Kezako pour l’après #1 – Edito

En ces temps étranges et incertains, nous poursuivons la préparation du Festival de cinéma de Douarnenez. L’équipe et bénévoles du conseil d’administration continuent à échanger (à distance). Bien entendu, cette édition sera, quoiqu’il en soit, singulière. Nous ne pouvons pas la préparer comme si rien d’inédit ne s’était passé.

La pandémie du Covid 19 est une tragédie, elle a fait et fera des victimes. Elle met en évidence des incohérences, des absurdités, dans notre rapport à notre environnement que le Festival dénonce depuis plus de 40 ans. Il s’est toujours intéressé à la situation des plus faibles, de celles et ceux dont la culture, c’est-à-dire le rapport au monde est le plus en danger. A ces peuples méprisés, niés, et dont pourtant nous sommes persuadés que leur culture, leur manière d’habiter la/sa terre mérite qu’on s’y intéresse.

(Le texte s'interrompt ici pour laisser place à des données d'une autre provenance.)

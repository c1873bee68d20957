//! Service layer resolving branch and pull request aliases to tasks.

use crate::task::{
    domain::{
        AliasValue, BranchName, PullRequestNumber, RepositoryName, Task, TaskAlias,
        TaskDomainError,
    },
    ports::{TaskStore, TaskStoreError},
};
use mockable::Clock;
use serde::Serialize;
use std::fmt;
use std::sync::Arc;
use thiserror::Error;

/// Outcome of [`TaskIdentityService::get_or_create_pre_pr_task`].
#[derive(Debug, Clone, PartialEq, Eq)]
pub struct EnsuredTask {
    /// The task bound to the pre-PR alias.
    pub task: Task,
    /// Whether this call created the task.
    pub created: bool,
}

/// How [`TaskIdentityService::link_pr_to_pre_pr`] resolved the pull request.
#[derive(Debug, Clone, Copy, PartialEq, Eq, Hash, Serialize)]
#[serde(rename_all = "snake_case")]
pub enum LinkStatus {
    /// The pull request alias already named a task; nothing was written.
    AlreadyLinked,
    /// The pull request alias was bound to the task of the pre-PR alias.
    LinkedExistingPrepr,
    /// No alias existed; a new task was created for the pull request alone.
    CreatedFromPr,
}

impl LinkStatus {
    /// Returns the status label used in command output.
    #[must_use]
    pub const fn as_str(self) -> &'static str {
        match self {
            Self::AlreadyLinked => "already_linked",
            Self::LinkedExistingPrepr => "linked_existing_prepr",
            Self::CreatedFromPr => "created_from_pr",
        }
    }
}

impl fmt::Display for LinkStatus {
    fn fmt(&self, f: &mut fmt::Formatter<'_>) -> fmt::Result {
        f.write_str(self.as_str())
    }
}

/// Outcome of [`TaskIdentityService::link_pr_to_pre_pr`].
#[derive(Debug, Clone, PartialEq, Eq)]
pub struct LinkedTask {
    /// The task the pull request alias names.
    pub task: Task,
    /// Which linking path was taken.
    pub status: LinkStatus,
}

/// Identifies a task by repository plus branch, pull request, or both.
#[derive(Debug, Clone, PartialEq, Eq)]
pub struct TaskSelector {
    repository: String,
    branch: Option<String>,
    pr_number: Option<u64>,
}

impl TaskSelector {
    /// Creates a selector for `repository` with no branch or pull request.
    #[must_use]
    pub fn new(repository: impl Into<String>) -> Self {
        Self {
            repository: repository.into(),
            branch: None,
            pr_number: None,
        }
    }

    /// Sets the branch. Blank branches are ignored.
    #[must_use]
    pub fn with_branch(mut self, branch: impl Into<String>) -> Self {
        let value = branch.into();
        self.branch = (!value.trim().is_empty()).then_some(value);
        self
    }

    /// Sets the pull request number. Zero is ignored.
    #[must_use]
    pub fn with_pull_request(mut self, pr_number: u64) -> Self {
        self.pr_number = (pr_number != 0).then_some(pr_number);
        self
    }
}

/// Service-level errors for task identity operations.
#[derive(Debug, Error)]
pub enum TaskIdentityError {
    /// Input validation failed.
    #[error(transparent)]
    Domain(#[from] TaskDomainError),
    /// Store operation failed.
    #[error(transparent)]
    Store(#[from] TaskStoreError),
    /// A pull request was selected without a branch and no task is bound to
    /// it yet.
    #[error("no task found for {0}; link it to a branch first")]
    UnlinkedPullRequest(AliasValue),
    /// Neither a branch nor a pull request number was selected.
    #[error("a branch or pull request number is required")]
    MissingSelector,
}

/// Result type for task identity service operations.
pub type TaskIdentityResult<T> = Result<T, TaskIdentityError>;

/// Resolves aliases to tasks, creating and linking them on demand.
#[derive(Clone)]
pub struct TaskIdentityService<S, C>
where
    S: TaskStore,
    C: Clock + Send + Sync,
{
    store: Arc<S>,
    clock: Arc<C>,
}

impl<S, C> TaskIdentityService<S, C>
where
    S: TaskStore,
    C: Clock + Send + Sync,
{
    /// Creates a new task identity service.
    #[must_use]
    pub const fn new(store: Arc<S>, clock: Arc<C>) -> Self {
        Self { store, clock }
    }

    /// Returns the task bound to the pre-PR alias of `repository`/`branch`,
    /// creating it when absent.
    ///
    /// Repeated calls with equivalent inputs return the same task; only the
    /// first reports `created`.
    ///
    /// # Errors
    ///
    /// Returns [`TaskIdentityError::Domain`] for blank inputs and
    /// [`TaskIdentityError::Store`] when persistence fails, including
    /// [`TaskStoreError::AliasAlreadyBound`] when a concurrent caller bound
    /// the alias first.
    pub async fn get_or_create_pre_pr_task(
        &self,
        repository: &str,
        branch: &str,
    ) -> TaskIdentityResult<EnsuredTask> {
        let repository_name = RepositoryName::new(repository)?;
        let branch_name = BranchName::new(branch)?;
        let alias = AliasValue::pre_pr(&repository_name, &branch_name);

        if let Some(task) = self.store.find_task_by_alias(&alias).await? {
            tracing::debug!(%alias, task_id = %task.id(), "pre-PR alias already bound");
            return Ok(EnsuredTask {
                task,
                created: false,
            });
        }

        let task = Task::allocate(&*self.clock);
        let row = TaskAlias::pre_pr(task.id().clone(), repository_name, branch_name, &*self.clock);
        self.store.create_task_with_alias(&task, &row).await?;
        tracing::info!(%alias, task_id = %task.id(), "created task for pre-PR alias");
        Ok(EnsuredTask {
            task,
            created: true,
        })
    }

    /// Binds the pull request alias of `repository`#`pr_number` to a task.
    ///
    /// An existing pull request alias wins; otherwise the pull request joins
    /// the task of the pre-PR alias for `branch`; otherwise a new task is
    /// created carrying only the pull request alias.
    ///
    /// # Errors
    ///
    /// Returns [`TaskIdentityError::Domain`] for invalid inputs and
    /// [`TaskIdentityError::Store`] when persistence fails.
    pub async fn link_pr_to_pre_pr(
        &self,
        repository: &str,
        branch: &str,
        pr_number: u64,
    ) -> TaskIdentityResult<LinkedTask> {
        let repository_name = RepositoryName::new(repository)?;
        let branch_name = BranchName::new(branch)?;
        let number = PullRequestNumber::new(pr_number)?;
        let pr_alias = AliasValue::pull_request(&repository_name, number);

        if let Some(task) = self.store.find_task_by_alias(&pr_alias).await? {
            tracing::debug!(alias = %pr_alias, task_id = %task.id(), "pull request already linked");
            return Ok(LinkedTask {
                task,
                status: LinkStatus::AlreadyLinked,
            });
        }

        let pre_pr_alias = AliasValue::pre_pr(&repository_name, &branch_name);
        if let Some(task) = self.store.find_task_by_alias(&pre_pr_alias).await? {
            let row = TaskAlias::pull_request(
                task.id().clone(),
                repository_name,
                Some(branch_name),
                number,
                &*self.clock,
            );
            self.store.upsert_alias(&row).await?;
            tracing::info!(
                alias = %pr_alias,
                pre_pr_alias = %pre_pr_alias,
                task_id = %task.id(),
                "linked pull request to pre-PR task"
            );
            return Ok(LinkedTask {
                task,
                status: LinkStatus::LinkedExistingPrepr,
            });
        }

        let task = Task::allocate(&*self.clock);
        let row = TaskAlias::pull_request(
            task.id().clone(),
            repository_name,
            Some(branch_name),
            number,
            &*self.clock,
        );
        self.store.create_task_with_alias(&task, &row).await?;
        tracing::info!(alias = %pr_alias, task_id = %task.id(), "created task for pull request");
        Ok(LinkedTask {
            task,
            status: LinkStatus::CreatedFromPr,
        })
    }

    /// Looks up the task bound to `repository`#`pr_number`.
    ///
    /// # Errors
    ///
    /// Returns [`TaskIdentityError::Domain`] for invalid inputs and
    /// [`TaskIdentityError::Store`] when the lookup fails.
    pub async fn get_task_by_pr(
        &self,
        repository: &str,
        pr_number: u64,
    ) -> TaskIdentityResult<Option<Task>> {
        let repository_name = RepositoryName::new(repository)?;
        let number = PullRequestNumber::new(pr_number)?;
        let alias = AliasValue::pull_request(&repository_name, number);
        Ok(self.store.find_task_by_alias(&alias).await?)
    }

    /// Looks up the task bound to the pre-PR alias of `repository`/`branch`.
    ///
    /// # Errors
    ///
    /// Returns [`TaskIdentityError::Domain`] for blank inputs and
    /// [`TaskIdentityError::Store`] when the lookup fails.
    pub async fn get_task_by_pre_pr(
        &self,
        repository: &str,
        branch: &str,
    ) -> TaskIdentityResult<Option<Task>> {
        let repository_name = RepositoryName::new(repository)?;
        let branch_name = BranchName::new(branch)?;
        let alias = AliasValue::pre_pr(&repository_name, &branch_name);
        Ok(self.store.find_task_by_alias(&alias).await?)
    }

    /// Resolves a selector to a task.
    ///
    /// Branch and pull request link them; a branch alone gets or creates the
    /// pre-PR task; a pull request alone must already be linked.
    ///
    /// # Errors
    ///
    /// Returns [`TaskIdentityError::MissingSelector`] when the selector names
    /// neither, [`TaskIdentityError::UnlinkedPullRequest`] when a lone pull
    /// request has no task, and the errors of the delegated operation
    /// otherwise.
    pub async fn resolve(&self, selector: &TaskSelector) -> TaskIdentityResult<Task> {
        match (selector.branch.as_deref(), selector.pr_number) {
            (Some(branch), Some(pr_number)) => Ok(self
                .link_pr_to_pre_pr(&selector.repository, branch, pr_number)
                .await?
                .task),
            (Some(branch), None) => Ok(self
                .get_or_create_pre_pr_task(&selector.repository, branch)
                .await?
                .task),
            (None, Some(pr_number)) => {
                let found = self.get_task_by_pr(&selector.repository, pr_number).await?;
                found.ok_or_else(|| {
                    let repository = RepositoryName::new(&selector.repository);
                    let number = PullRequestNumber::new(pr_number);
                    match (repository, number) {
                        (Ok(repo), Ok(num)) => TaskIdentityError::UnlinkedPullRequest(
                            AliasValue::pull_request(&repo, num),
                        ),
                        (Err(err), _) | (_, Err(err)) => TaskIdentityError::Domain(err),
                    }
                })
            }
            (None, None) => Err(TaskIdentityError::MissingSelector),
        }
    }
}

Cette pandémie rappelle aussi qu’au final, c’est le corps de chacun qui est attaqué et que les corps, nos corps, ne sont pas égaux. L’accès aux soins est évidemment très inégalitaire, et les systèmes de santé ont été largement mis à mal ces dernières années. Mais n’oublions pas les corps déjà attaqués de ceux qui ne sont pas dans la norme : Sourd·e·s, LGBTQI… Les corps des exilé·e·s qui aujourd’hui n’apparaissent même pas dans le décompte des morts. Les corps des femmes qui sont en première ligne dans cette “guerre”. Celles qui tous les jours soignent, nettoient, prennent soin des plus vulnérables.Nous avons, comme vous tou·te·s, traversé une phase de sidération, mais nous voulons aller au-delà. Non, plus rien ne sera et ne doit être pareil après cette pandémie. C’est l’occasion d’une authentique transition, à laquelle le festival a toujours aspiré.

De nouvelles solidarités se mettent en place. Cette pause est aussi l’occasion de prendre des nouvelles, de poursuivre les échanges, d’envisager l’avenir autrement, de mieux se connaître, de continuer à regarder des films, à parler cinéma.

C’est ce que nous nous proposons de faire, avec nos invités d’hier et de demain. Ainsi le Festival de cinéma de Douarnenez 2020 commence maintenant. Nous voulons partager avec vous ses contenus dès à présent. Quelque soit la forme qu’il prendra, il survivra au Covid 19 en fabriquant des anticorps à l’ultra capitalisme, aux systèmes qui détruisent et martyrisent les peuples et les corps.